== WORK REQUEST ==
Go through the entries below from the first line and output each one exactly, up to and including the line with "use thiserror::Error;".

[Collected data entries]
______
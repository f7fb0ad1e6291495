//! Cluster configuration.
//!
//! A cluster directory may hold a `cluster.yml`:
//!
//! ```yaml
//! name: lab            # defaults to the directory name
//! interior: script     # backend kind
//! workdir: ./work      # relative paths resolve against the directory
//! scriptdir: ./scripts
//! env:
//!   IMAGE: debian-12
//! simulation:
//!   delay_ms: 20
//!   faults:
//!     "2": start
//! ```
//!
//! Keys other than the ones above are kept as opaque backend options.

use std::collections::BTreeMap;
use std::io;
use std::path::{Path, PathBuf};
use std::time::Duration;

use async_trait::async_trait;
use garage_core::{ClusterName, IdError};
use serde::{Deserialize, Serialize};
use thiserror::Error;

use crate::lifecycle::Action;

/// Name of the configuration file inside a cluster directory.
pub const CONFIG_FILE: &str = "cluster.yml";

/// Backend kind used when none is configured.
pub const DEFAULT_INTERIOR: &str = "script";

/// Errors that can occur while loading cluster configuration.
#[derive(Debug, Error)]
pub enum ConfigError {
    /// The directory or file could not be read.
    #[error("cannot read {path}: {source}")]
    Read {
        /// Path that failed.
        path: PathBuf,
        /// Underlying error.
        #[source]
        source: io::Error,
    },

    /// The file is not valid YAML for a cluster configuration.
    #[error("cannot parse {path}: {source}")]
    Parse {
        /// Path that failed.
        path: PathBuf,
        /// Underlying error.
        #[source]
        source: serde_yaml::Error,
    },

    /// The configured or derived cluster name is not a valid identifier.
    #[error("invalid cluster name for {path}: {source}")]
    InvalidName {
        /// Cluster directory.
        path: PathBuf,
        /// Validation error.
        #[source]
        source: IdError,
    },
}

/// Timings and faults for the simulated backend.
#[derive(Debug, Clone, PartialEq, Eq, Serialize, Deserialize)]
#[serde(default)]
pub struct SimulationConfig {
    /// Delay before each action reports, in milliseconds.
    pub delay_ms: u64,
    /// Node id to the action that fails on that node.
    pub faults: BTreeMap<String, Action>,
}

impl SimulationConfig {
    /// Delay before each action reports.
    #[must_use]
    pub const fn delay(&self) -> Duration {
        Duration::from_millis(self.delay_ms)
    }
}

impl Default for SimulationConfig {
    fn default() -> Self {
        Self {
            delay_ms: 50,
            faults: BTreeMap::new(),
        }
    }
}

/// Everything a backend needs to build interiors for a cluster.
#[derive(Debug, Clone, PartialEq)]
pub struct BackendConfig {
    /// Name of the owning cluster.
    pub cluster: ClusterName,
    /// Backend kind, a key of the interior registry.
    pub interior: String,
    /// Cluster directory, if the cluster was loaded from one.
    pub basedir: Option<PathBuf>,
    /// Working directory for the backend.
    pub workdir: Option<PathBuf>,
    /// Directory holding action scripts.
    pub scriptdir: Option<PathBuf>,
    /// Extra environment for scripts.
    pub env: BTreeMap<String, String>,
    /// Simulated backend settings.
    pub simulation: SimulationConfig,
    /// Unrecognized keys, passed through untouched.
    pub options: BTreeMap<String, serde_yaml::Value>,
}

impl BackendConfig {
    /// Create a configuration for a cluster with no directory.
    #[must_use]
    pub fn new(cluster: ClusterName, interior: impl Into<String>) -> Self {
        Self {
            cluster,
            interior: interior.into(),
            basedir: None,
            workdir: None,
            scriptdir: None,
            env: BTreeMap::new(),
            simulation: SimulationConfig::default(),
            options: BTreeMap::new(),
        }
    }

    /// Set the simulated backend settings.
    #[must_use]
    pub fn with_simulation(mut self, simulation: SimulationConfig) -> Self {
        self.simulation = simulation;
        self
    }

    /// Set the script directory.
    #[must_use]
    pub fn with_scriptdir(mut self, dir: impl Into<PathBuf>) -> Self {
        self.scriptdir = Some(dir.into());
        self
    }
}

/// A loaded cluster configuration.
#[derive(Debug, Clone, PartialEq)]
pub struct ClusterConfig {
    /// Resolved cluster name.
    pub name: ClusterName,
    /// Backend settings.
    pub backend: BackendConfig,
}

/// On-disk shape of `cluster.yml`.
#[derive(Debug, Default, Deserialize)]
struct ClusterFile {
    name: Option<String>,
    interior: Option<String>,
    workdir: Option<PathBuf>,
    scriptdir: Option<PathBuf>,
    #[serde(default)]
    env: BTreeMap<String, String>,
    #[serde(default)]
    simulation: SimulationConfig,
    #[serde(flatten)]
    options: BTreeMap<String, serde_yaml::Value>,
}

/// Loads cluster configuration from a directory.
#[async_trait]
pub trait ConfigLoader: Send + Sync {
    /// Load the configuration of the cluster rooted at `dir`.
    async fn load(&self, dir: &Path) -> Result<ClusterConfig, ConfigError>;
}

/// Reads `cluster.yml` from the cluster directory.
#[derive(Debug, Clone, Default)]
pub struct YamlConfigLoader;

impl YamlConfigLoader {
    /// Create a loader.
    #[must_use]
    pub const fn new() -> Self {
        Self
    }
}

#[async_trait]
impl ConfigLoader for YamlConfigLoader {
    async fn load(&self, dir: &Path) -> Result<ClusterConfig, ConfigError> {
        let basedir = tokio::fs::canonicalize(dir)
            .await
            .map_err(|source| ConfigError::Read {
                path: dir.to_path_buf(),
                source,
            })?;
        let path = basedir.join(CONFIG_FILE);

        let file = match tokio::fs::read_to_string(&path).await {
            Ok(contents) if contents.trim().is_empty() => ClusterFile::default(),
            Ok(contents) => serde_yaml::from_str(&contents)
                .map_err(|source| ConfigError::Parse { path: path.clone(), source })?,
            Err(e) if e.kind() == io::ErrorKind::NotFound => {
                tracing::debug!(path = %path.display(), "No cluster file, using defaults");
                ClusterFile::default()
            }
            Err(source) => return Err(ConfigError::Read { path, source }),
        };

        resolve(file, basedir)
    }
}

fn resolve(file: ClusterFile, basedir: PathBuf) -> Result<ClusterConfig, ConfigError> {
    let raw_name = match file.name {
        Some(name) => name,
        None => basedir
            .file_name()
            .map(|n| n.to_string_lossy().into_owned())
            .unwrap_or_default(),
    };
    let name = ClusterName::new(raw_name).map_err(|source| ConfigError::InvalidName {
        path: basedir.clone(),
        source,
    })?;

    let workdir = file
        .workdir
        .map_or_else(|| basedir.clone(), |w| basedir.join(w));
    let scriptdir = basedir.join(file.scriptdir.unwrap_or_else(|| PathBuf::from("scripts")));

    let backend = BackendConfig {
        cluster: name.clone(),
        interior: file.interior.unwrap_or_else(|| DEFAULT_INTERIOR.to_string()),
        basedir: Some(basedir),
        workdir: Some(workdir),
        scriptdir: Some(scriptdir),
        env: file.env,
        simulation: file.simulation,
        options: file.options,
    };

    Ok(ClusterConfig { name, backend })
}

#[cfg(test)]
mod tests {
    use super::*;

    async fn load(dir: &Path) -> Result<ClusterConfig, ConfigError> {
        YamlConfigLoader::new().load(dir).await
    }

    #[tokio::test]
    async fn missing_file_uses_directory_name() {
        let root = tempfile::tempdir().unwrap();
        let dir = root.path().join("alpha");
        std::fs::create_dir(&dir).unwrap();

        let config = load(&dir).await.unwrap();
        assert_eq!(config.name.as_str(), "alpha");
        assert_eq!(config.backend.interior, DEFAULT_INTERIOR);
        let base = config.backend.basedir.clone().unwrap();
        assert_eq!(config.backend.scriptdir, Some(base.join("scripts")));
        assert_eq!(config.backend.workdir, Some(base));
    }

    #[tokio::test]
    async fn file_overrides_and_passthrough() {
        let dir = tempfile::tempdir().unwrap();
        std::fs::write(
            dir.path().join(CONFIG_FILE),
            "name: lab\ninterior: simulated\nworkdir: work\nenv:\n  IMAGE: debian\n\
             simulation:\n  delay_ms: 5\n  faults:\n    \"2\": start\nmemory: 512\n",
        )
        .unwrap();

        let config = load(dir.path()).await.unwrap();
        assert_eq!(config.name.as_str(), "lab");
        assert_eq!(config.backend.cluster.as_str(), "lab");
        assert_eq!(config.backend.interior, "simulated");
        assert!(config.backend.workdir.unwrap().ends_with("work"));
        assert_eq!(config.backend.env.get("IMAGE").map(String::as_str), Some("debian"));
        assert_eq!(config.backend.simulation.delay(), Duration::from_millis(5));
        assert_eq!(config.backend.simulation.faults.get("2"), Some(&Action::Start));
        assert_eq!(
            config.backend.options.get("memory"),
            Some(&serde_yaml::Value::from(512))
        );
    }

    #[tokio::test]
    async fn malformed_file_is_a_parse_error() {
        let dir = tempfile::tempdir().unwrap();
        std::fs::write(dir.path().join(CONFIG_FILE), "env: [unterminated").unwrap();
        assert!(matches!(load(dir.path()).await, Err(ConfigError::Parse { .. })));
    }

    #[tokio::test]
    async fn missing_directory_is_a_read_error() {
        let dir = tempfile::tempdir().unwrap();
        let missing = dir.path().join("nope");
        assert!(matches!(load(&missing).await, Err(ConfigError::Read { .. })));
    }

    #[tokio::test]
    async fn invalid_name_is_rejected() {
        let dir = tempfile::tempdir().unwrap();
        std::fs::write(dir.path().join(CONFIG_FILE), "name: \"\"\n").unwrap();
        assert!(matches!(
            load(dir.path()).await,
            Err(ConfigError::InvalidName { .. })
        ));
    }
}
______
== REPLY TO THE TASK ==
repository f7fb0ad1e6291495
//! Cluster configuration.
//!
//! A cluster directory may hold a `cluster.yml`:
//!
//! ```yaml
//! name: lab            # defaults to the directory name
//! interior: script     # backend kind
//! workdir: ./work      # relative paths resolve against the directory
//! scriptdir: ./scripts
//! env:
//!   IMAGE: debian-12
//! simulation:
//!   delay_ms: 20
//!   faults:
//!     "2": start
//! ```
//!
//! Keys other than the ones above are kept as opaque backend options.

use std::collections::BTreeMap;
use std::io;
use std::path::{Path, PathBuf};
use std::time::Duration;

use async_trait::async_trait;
use garage_core::{ClusterName, IdError};
use serde::{Deserialize, Serialize};
use thiserror::Error;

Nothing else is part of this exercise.